Are they legal? Are they illegal? Can you buy them or can't you? There is plenty of confusion regarding aerial fireworks in the Gem State this Fourth of July.
At least some of that confusion stems from an opinion released by the Attorney General's office earlier this week.
The A.G.'s office released a statement on Wednesday clarifying some of that confusion:
There’s been a considerable amount of confusion regarding a recent legal analysis my office prepared at the request of a state lawmaker. As a result, there are several points I would like to clarify.
1. In Idaho, the Office of the Attorney General is required by law to respond to requests for legal analysis from legislators. The letter containing the analysis was sent to the lawmaker June 21. It was made public by the Boise Fire Department Tuesday, June 27.
2. The analysis is simply a legal opinion on Idaho’s existing fireworks laws. It does not change any laws. It is not a ban, a ruling, a decision or a directive.
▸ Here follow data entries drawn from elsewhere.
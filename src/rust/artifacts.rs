use std::fs;
use std::io;
use std::path::{Path, PathBuf};


use crate::classifier::{ClassifierBuilder, ClassifierError, EmotionClassifier};
use crate::config::{ProjectPaths, LABEL_MAP_FILE, PIPELINE_FILE};

/// Location of a saved model: the pipeline artifact and its label map,
/// always side by side in one directory.
#[derive(Debug, Clone)]
pub struct ArtifactStore {
    models_dir: PathBuf,
}

impl ArtifactStore {
    /// Creates a store over the default models directory
    pub fn new_default() -> Self {
        Self::new(ProjectPaths::from_env().models_dir())
    }

    /// The directory is created on first save, not here.
    pub fn new<P: AsRef<Path>>(models_dir: P) -> Self {
        Self {
            models_dir: models_dir.as_ref().to_path_buf(),
        }
    }

    pub fn models_dir(&self) -> &Path {
        &self.models_dir
    }

    pub fn pipeline_path(&self) -> PathBuf {
        self.models_dir.join(PIPELINE_FILE)
    }

    pub fn label_map_path(&self) -> PathBuf {
        self.models_dir.join(LABEL_MAP_FILE)
    }

    /// True only when both artifacts of the pair exist.
    pub fn is_model_saved(&self) -> bool {
        let pipeline_path = self.pipeline_path();
        let label_map_path = self.label_map_path();
        log::debug!("Checking for saved model:");
        log::debug!("  Pipeline path: {:?} (exists: {})", pipeline_path, pipeline_path.exists());
        log::debug!("  Label map path: {:?} (exists: {})", label_map_path, label_map_path.exists());
        pipeline_path.exists() && label_map_path.exists()
    }

    pub fn save(&self, classifier: &EmotionClassifier) -> Result<(), ClassifierError> {
        log::info!("Saving model to {:?}", self.models_dir);
        fs::create_dir_all(&self.models_dir)?;
        classifier.save(self.pipeline_path(), self.label_map_path())
    }

    /// Restores a classifier built from `builder` with the stored pair.
    pub fn load_into(&self, builder: ClassifierBuilder) -> Result<EmotionClassifier, ClassifierError> {
        builder
            .with_artifacts(self.pipeline_path(), self.label_map_path())
            .build()
    }

    /// Restores a classifier with default settings.
    pub fn load(&self) -> Result<EmotionClassifier, ClassifierError> {
        self.load_into(ClassifierBuilder::new())
    }

    pub fn remove_artifacts(&self) -> io::Result<()> {
        let pipeline_path = self.pipeline_path();
        let label_map_path = self.label_map_path();

        if pipeline_path.exists() {
            fs::remove_file(&pipeline_path)?;
        }
        if label_map_path.exists() {
            fs::remove_file(&label_map_path)?;
        }
        Ok(())
    }
}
3. My office does not enforce Idaho’s fireworks laws. Enforcement is handled by county sheriffs, prosecutors, and city police departments.
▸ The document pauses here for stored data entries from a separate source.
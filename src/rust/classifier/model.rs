use std::collections::BTreeMap;
use std::fs;
use std::io::{BufReader, BufWriter, Write};
use std::path::{Path, PathBuf};

use log::{error, info, warn};
use serde::{Deserialize, Serialize};
use sha2::{Digest, Sha256};

use super::error::ClassifierError;
use super::evaluation::{
    accuracy, stratified_k_fold, train_test_split, ClassificationReport, CrossValidation,
};
use super::pipeline::EmotionPipeline;
use super::utils::argmax;
use crate::config::TrainingConfig;
use crate::corpus;
use crate::labels::{Emotion, LabelMap};
use crate::stopwords::Stopwords;
use crate::text::normalize;

/// Lifecycle of a classifier.
#[derive(Debug, Clone, Copy, PartialEq, Eq)]
pub enum ModelState {
    Untrained,
    Trained,
    Loaded,
}

/// Result of classifying one text.
#[derive(Debug, Clone, PartialEq, Serialize, Deserialize)]
pub struct Prediction {
    pub label: Emotion,
    /// Probability of `label`
    pub confidence: f64,
    /// Probability of every known label; sums to 1
    pub probabilities: BTreeMap<Emotion, f64>,
}

/// Held-out evaluation of a training run.
#[derive(Debug, Clone, Serialize, Deserialize)]
pub struct TrainingReport {
    pub test_texts: Vec<String>,
    pub test_labels: Vec<usize>,
    pub predictions: Vec<usize>,
    pub accuracy: f64,
    pub report: ClassificationReport,
    /// Absent when cross-validation is disabled
    pub cross_validation: Option<CrossValidation>,
}

/// On-disk form of the label map: the forward map plus the checksum of the
/// pipeline artifact it was saved with.
#[derive(Debug, Serialize, Deserialize)]
struct LabelArtifact {
    labels: LabelMap,
    #[serde(default)]
    pipeline_sha256: Option<String>,
}

/// Emotion classifier for short Spanish texts.
///
/// Starts [`ModelState::Untrained`]; [`train`](Self::train) or
/// [`load`](Self::load) make it ready to [`predict`](Self::predict).
///
/// ```rust
/// # fn main() -> Result<(), Box<dyn std::error::Error>> {
/// use cartas_emociones::{corpus, EmotionClassifier, TrainingConfig};
///
/// let examples = corpus::generate(45, 1);
/// let mut classifier = EmotionClassifier::builder()
///     .with_config(TrainingConfig { n_estimators: 10, cv_folds: 0, ..Default::default() })
///     .build()?;
/// let (texts, labels) = classifier.encode_examples(&examples)?;
/// classifier.train(&texts, &labels)?;
///
/// let prediction = classifier.predict("Te quiero con todo mi corazon")?;
/// println!("{} ({:.0}%)", prediction.label, prediction.confidence * 100.0);
/// # Ok(())
/// # }
/// ```
#[derive(Debug)]
pub struct EmotionClassifier {
    pub(crate) config: TrainingConfig,
    pub(crate) stopwords: Stopwords,
    pub(crate) label_map: LabelMap,
    pipeline: Option<EmotionPipeline>,
    state: ModelState,
}

// Compile-time verification of thread-safety
const _: () = {
    fn assert_send_sync<T: Send + Sync>() {}
    fn verify_thread_safety() {
        assert_send_sync::<EmotionClassifier>();
    }
};

impl EmotionClassifier {
    /// Creates a new ClassifierBuilder for fluent construction
    pub fn builder() -> super::builder::ClassifierBuilder {
        super::builder::ClassifierBuilder::new()
    }

    pub(crate) fn from_parts(config: TrainingConfig, stopwords: Stopwords, label_map: LabelMap) -> Self {
        Self {
            config,
            stopwords,
            label_map,
            pipeline: None,
            state: ModelState::Untrained,
        }
    }

    pub fn state(&self) -> ModelState {
        self.state
    }

    pub fn is_ready(&self) -> bool {
        self.pipeline.is_some()
    }

    pub fn label_map(&self) -> &LabelMap {
        &self.label_map
    }

    pub fn config(&self) -> &TrainingConfig {
        &self.config
    }

    pub fn stopwords(&self) -> &Stopwords {
        &self.stopwords
    }

    /// Reads a `texto,emocion` CSV and returns normalized texts with their
    /// label codes.
    pub fn load_corpus(&self, path: impl AsRef<Path>) -> Result<(Vec<String>, Vec<usize>), ClassifierError> {
        let examples = corpus::read_csv(path)?;
        self.encode_examples(&examples)
    }

    /// Normalizes and label-encodes in-memory examples.
    pub fn encode_examples(&self, examples: &[corpus::Example]) -> Result<(Vec<String>, Vec<usize>), ClassifierError> {
        let texts = examples.iter().map(|e| normalize(&e.texto)).collect();
        let labels = examples
            .iter()
            .map(|e| self.label_map.encode(e.emocion))
            .collect::<Result<Vec<_>, _>>()?;
        Ok((texts, labels))
    }

    /// Fits the pipeline on a stratified 80/20 split, evaluates it on the
    /// held-out part and on k-fold cross-validation, and moves to
    /// [`ModelState::Trained`]. Metrics are reported, not enforced.
    pub fn train<S: AsRef<str>>(&mut self, texts: &[S], labels: &[usize]) -> Result<TrainingReport, ClassifierError> {
        self.config.validate()?;
        if texts.len() != labels.len() {
            return Err(ClassifierError::Training(format!(
                "{} texts but {} labels",
                texts.len(),
                labels.len()
            )));
        }
        self.check_label_codes(labels)?;
        let n_classes = self.label_map.len();

        let split = train_test_split(labels, n_classes, self.config.test_size, self.config.random_state)?;
        let pick_texts = |idx: &[usize]| idx.iter().map(|&i| texts[i].as_ref().to_string()).collect::<Vec<_>>();
        let pick_labels = |idx: &[usize]| idx.iter().map(|&i| labels[i]).collect::<Vec<_>>();
        let (train_texts, train_labels) = (pick_texts(&split.train), pick_labels(&split.train));
        let (test_texts, test_labels) = (pick_texts(&split.test), pick_labels(&split.test));

        info!("Training on {} samples, evaluating on {}", train_texts.len(), test_texts.len());
        let pipeline = EmotionPipeline::fit(
            &train_texts,
            &train_labels,
            n_classes,
            self.stopwords.words(),
            &self.config,
        )?;

        let predictions = pipeline.predict(&test_texts);
        let accuracy = accuracy(&test_labels, &predictions);
        let report = ClassificationReport::new(&test_labels, &predictions, &self.label_map);
        info!("Held-out accuracy: {:.4}", accuracy);
        info!("Classification report:\n{}", report);

        let cross_validation = if self.config.cv_folds >= 2 {
            let cv = self.cross_validate(texts, labels)?;
            info!("Cross-validation ({}-fold): {}", self.config.cv_folds, cv);
            Some(cv)
        } else {
            None
        };

        self.pipeline = Some(pipeline);
        self.state = ModelState::Trained;

        Ok(TrainingReport {
            test_texts,
            test_labels,
            predictions,
            accuracy,
            report,
            cross_validation,
        })
    }

    /// Accuracy of a fresh pipeline on each stratified fold of the full data.
    pub fn cross_validate<S: AsRef<str>>(&self, texts: &[S], labels: &[usize]) -> Result<CrossValidation, ClassifierError> {
        if texts.len() != labels.len() {
            return Err(ClassifierError::Training(format!(
                "{} texts but {} labels",
                texts.len(),
                labels.len()
            )));
        }
        self.check_label_codes(labels)?;
        let n_classes = self.label_map.len();
        let folds = stratified_k_fold(labels, n_classes, self.config.cv_folds)?;
        let mut scores = Vec::with_capacity(folds.len());
        for fold in folds {
            let train_texts: Vec<&str> = fold.train.iter().map(|&i| texts[i].as_ref()).collect();
            let train_labels: Vec<usize> = fold.train.iter().map(|&i| labels[i]).collect();
            let test_texts: Vec<&str> = fold.test.iter().map(|&i| texts[i].as_ref()).collect();
            let test_labels: Vec<usize> = fold.test.iter().map(|&i| labels[i]).collect();

            let pipeline = EmotionPipeline::fit(
                &train_texts,
                &train_labels,
                n_classes,
                self.stopwords.words(),
                &self.config,
            )?;
            scores.push(accuracy(&test_labels, &pipeline.predict(&test_texts)));
        }
        Ok(CrossValidation { scores })
    }

    fn check_label_codes(&self, labels: &[usize]) -> Result<(), ClassifierError> {
        let n_classes = self.label_map.len();
        match labels.iter().position(|&code| code >= n_classes) {
            Some(i) => Err(ClassifierError::MalformedData(format!(
                "label code {} at index {} is outside 0..{}",
                labels[i], i, n_classes
            ))),
            None => Ok(()),
        }
    }

    /// Classifies a raw (unnormalized) text.
    ///
    /// Text that normalizes to nothing still gets a well-formed, typically
    /// low-confidence, prediction.
    pub fn predict(&self, text: &str) -> Result<Prediction, ClassifierError> {
        let pipeline = self.pipeline.as_ref().ok_or(ClassifierError::NotReady)?;

        let cleaned = normalize(text);
        if cleaned.is_empty() {
            warn!("Input normalizes to an empty string; prediction carries no signal");
        }
        let proba = pipeline.predict_proba(&cleaned);
        let best = argmax(&proba);

        let mut probabilities = BTreeMap::new();
        for (code, &p) in proba.iter().enumerate() {
            let label = self.label_map.decode(code).ok_or_else(|| {
                ClassifierError::MalformedData(format!("pipeline produced unknown label code {}", code))
            })?;
            probabilities.insert(label, p);
        }
        let label = self
            .label_map
            .decode(best)
            .ok_or_else(|| ClassifierError::MalformedData(format!("unknown label code {}", best)))?;

        Ok(Prediction {
            label,
            confidence: proba[best],
            probabilities,
        })
    }

    /// Classifies each text, logging the outcome.
    pub fn analyze_examples<S: AsRef<str>>(&self, examples: &[S]) -> Result<Vec<(String, Prediction)>, ClassifierError> {
        info!("=== Analyzing {} examples ===", examples.len());
        examples
            .iter()
            .map(|text| {
                let text = text.as_ref();
                let prediction = self.predict(text)?;
                let preview: String = text.chars().take(50).collect();
                info!("'{}...' -> {} ({:.2}%)", preview, prediction.label, prediction.confidence * 100.0);
                Ok((text.to_string(), prediction))
            })
            .collect()
    }

    /// Writes the pipeline and label map as a pair.
    ///
    /// Both files are first written next to their targets and renamed into
    /// place. A failure before the first rename leaves any previous pair
    /// untouched; a failure after it removes both targets, since the old
    /// label map no longer matches the new pipeline.
    pub fn save(&self, pipeline_path: impl AsRef<Path>, label_map_path: impl AsRef<Path>) -> Result<(), ClassifierError> {
        let pipeline = self.pipeline.as_ref().ok_or(ClassifierError::NotReady)?;
        let pipeline_path = pipeline_path.as_ref();
        let label_map_path = label_map_path.as_ref();

        let result = write_pair(pipeline, &self.label_map, pipeline_path, label_map_path);
        match &result {
            Ok(()) => {
                info!("Model saved to {:?}", pipeline_path);
                info!("Label map saved to {:?}", label_map_path);
            }
            Err((stage, e)) => {
                error!("Failed to save model: {}", e);
                // Cleanup on failure
                for path in [pipeline_path, label_map_path] {
                    let _ = fs::remove_file(temp_path(path));
                    if *stage == SaveStage::Committing {
                        let _ = fs::remove_file(path);
                    }
                }
            }
        }
        result.map_err(|(_, e)| e)
    }

    /// Restores a pipeline and its label map, moving to [`ModelState::Loaded`].
    ///
    /// The reverse label map is rebuilt from the stored forward map.
    pub fn load(&mut self, pipeline_path: impl AsRef<Path>, label_map_path: impl AsRef<Path>) -> Result<(), ClassifierError> {
        let pipeline_path = pipeline_path.as_ref();
        let label_map_path = label_map_path.as_ref();
        for path in [pipeline_path, label_map_path] {
            if !path.exists() {
                return Err(ClassifierError::MissingModel {
                    path: path.to_path_buf(),
                });
            }
        }

        let pipeline_bytes = fs::read(pipeline_path)?;
        let artifact: LabelArtifact = serde_json::from_reader(BufReader::new(fs::File::open(label_map_path)?))?;
        if let Some(expected) = artifact.pipeline_sha256 {
            let actual = sha256_hex(&pipeline_bytes);
            if actual != expected {
                return Err(ClassifierError::ArtifactMismatch { expected, actual });
            }
        }

        let pipeline: EmotionPipeline = bincode::deserialize(&pipeline_bytes)?;
        if pipeline.n_classes() != artifact.labels.len() {
            return Err(ClassifierError::MalformedData(format!(
                "pipeline has {} classes but the label map has {}",
                pipeline.n_classes(),
                artifact.labels.len()
            )));
        }

        self.label_map = artifact.labels;
        self.pipeline = Some(pipeline);
        self.state = ModelState::Loaded;
        info!("Model loaded from {:?}", pipeline_path);
        Ok(())
    }
}

/// How far [`write_pair`] got before failing.
#[derive(Debug, Clone, Copy, PartialEq, Eq)]
enum SaveStage {
    /// Writing temporary siblings; the targets were not touched.
    Staging,
    /// At least one target may already have been replaced.
    Committing,
}

fn write_pair(
    pipeline: &EmotionPipeline,
    label_map: &LabelMap,
    pipeline_path: &Path,
    label_map_path: &Path,
) -> Result<(), (SaveStage, ClassifierError)> {
    let pipeline_tmp = temp_path(pipeline_path);
    let label_tmp = temp_path(label_map_path);

    stage_pair(pipeline, label_map, pipeline_path, label_map_path, &pipeline_tmp, &label_tmp)
        .map_err(|e| (SaveStage::Staging, e))?;

    fs::rename(&pipeline_tmp, pipeline_path).map_err(|e| (SaveStage::Staging, e.into()))?;
    fs::rename(&label_tmp, label_map_path).map_err(|e| (SaveStage::Committing, e.into()))?;
    Ok(())
}

fn stage_pair(
    pipeline: &EmotionPipeline,
    label_map: &LabelMap,
    pipeline_path: &Path,
    label_map_path: &Path,
    pipeline_tmp: &Path,
    label_tmp: &Path,
) -> Result<(), ClassifierError> {
    for path in [pipeline_path, label_map_path] {
        if let Some(parent) = path.parent() {
            if !parent.as_os_str().is_empty() {
                fs::create_dir_all(parent)?;
            }
        }
    }

    let pipeline_bytes = bincode::serialize(pipeline)?;
    let artifact = LabelArtifact {
        labels: label_map.clone(),
        pipeline_sha256: Some(sha256_hex(&pipeline_bytes)),
    };

    fs::write(pipeline_tmp, &pipeline_bytes)?;

    let mut writer = BufWriter::new(fs::File::create(label_tmp)?);
    serde_json::to_writer_pretty(&mut writer, &artifact)?;
    writer.flush()?;
    Ok(())
}

fn temp_path(path: &Path) -> PathBuf {
    let mut name = path.file_name().map(|n| n.to_os_string()).unwrap_or_default();
    name.push(".tmp");
    path.with_file_name(name)
}

fn sha256_hex(bytes: &[u8]) -> String {
    let mut hasher = Sha256::new();
    hasher.update(bytes);
    format!("{:x}", hasher.finalize())
}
4. Some law enforcement agencies may agree with the analysis and change their enforcement policies. Others may ignore it. I encourage these entities to review it and consult with their respective attorneys on how they should proceed.
5. I encourage consumers and fireworks retailers to contact their local police agencies to stay apprised of any changes in enforcement policies.
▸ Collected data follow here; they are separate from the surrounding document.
use std::io;
use std::path::PathBuf;

/// Represents the different types of errors that can occur in the emotion classifier.
#[derive(Debug, thiserror::Error)]
pub enum ClassifierError {
    /// Prediction or saving attempted before training or loading a model
    #[error("Model not ready: train or load a model first")]
    NotReady,
    /// One or both model artifacts are absent
    #[error("Model not found: {path:?} is missing. Run `cartas train` first")]
    MissingModel { path: PathBuf },
    /// The pipeline artifact does not belong to the label map next to it
    #[error("Model artifacts do not match: expected pipeline checksum {expected}, got {actual}")]
    ArtifactMismatch { expected: String, actual: String },
    /// A dataset row or persisted label map is invalid
    #[error("Malformed data: {0}")]
    MalformedData(String),
    /// Training could not run on the given data or configuration
    #[error("Training error: {0}")]
    Training(String),
    #[error("IO error: {0}")]
    Io(#[from] io::Error),
    #[error("CSV error: {0}")]
    Csv(#[from] csv::Error),
    #[error("JSON error: {0}")]
    Json(#[from] serde_json::Error),
    #[error("Encoding error: {0}")]
    Encoding(#[from] bincode::Error),
}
We spoke with Nampa Fire Chief Phil Roberts who says it's not fair to change enforcement practices right now.
"My difficulty is the letter coming after we had approved every booth. The applications were all in last Friday and the last booth was inspected," Chief Roberts said. "It was legal to sell Saturday and on Tuesday we get this letter. We support everything about the letter other than the timing."
There are not a lot of firework stands with aerial fireworks in Canyon County but the ones that there are continue to sell. The same goes for the stands in Middleton city limits where law enforcement seems to agree that the timing was poor for people who have spent months preparing.
One stand we spoke with said if they had known about this possibility six months ago they would have made changes.
"Oh yeah, we would have found another hobby or job, or worked as usual at our normal job," said Sherrie Herron.
All the stand we contacted that still sell aerial fireworks say they've been left alone, including the biggest, Rocky Mountain Fur and Fireworks.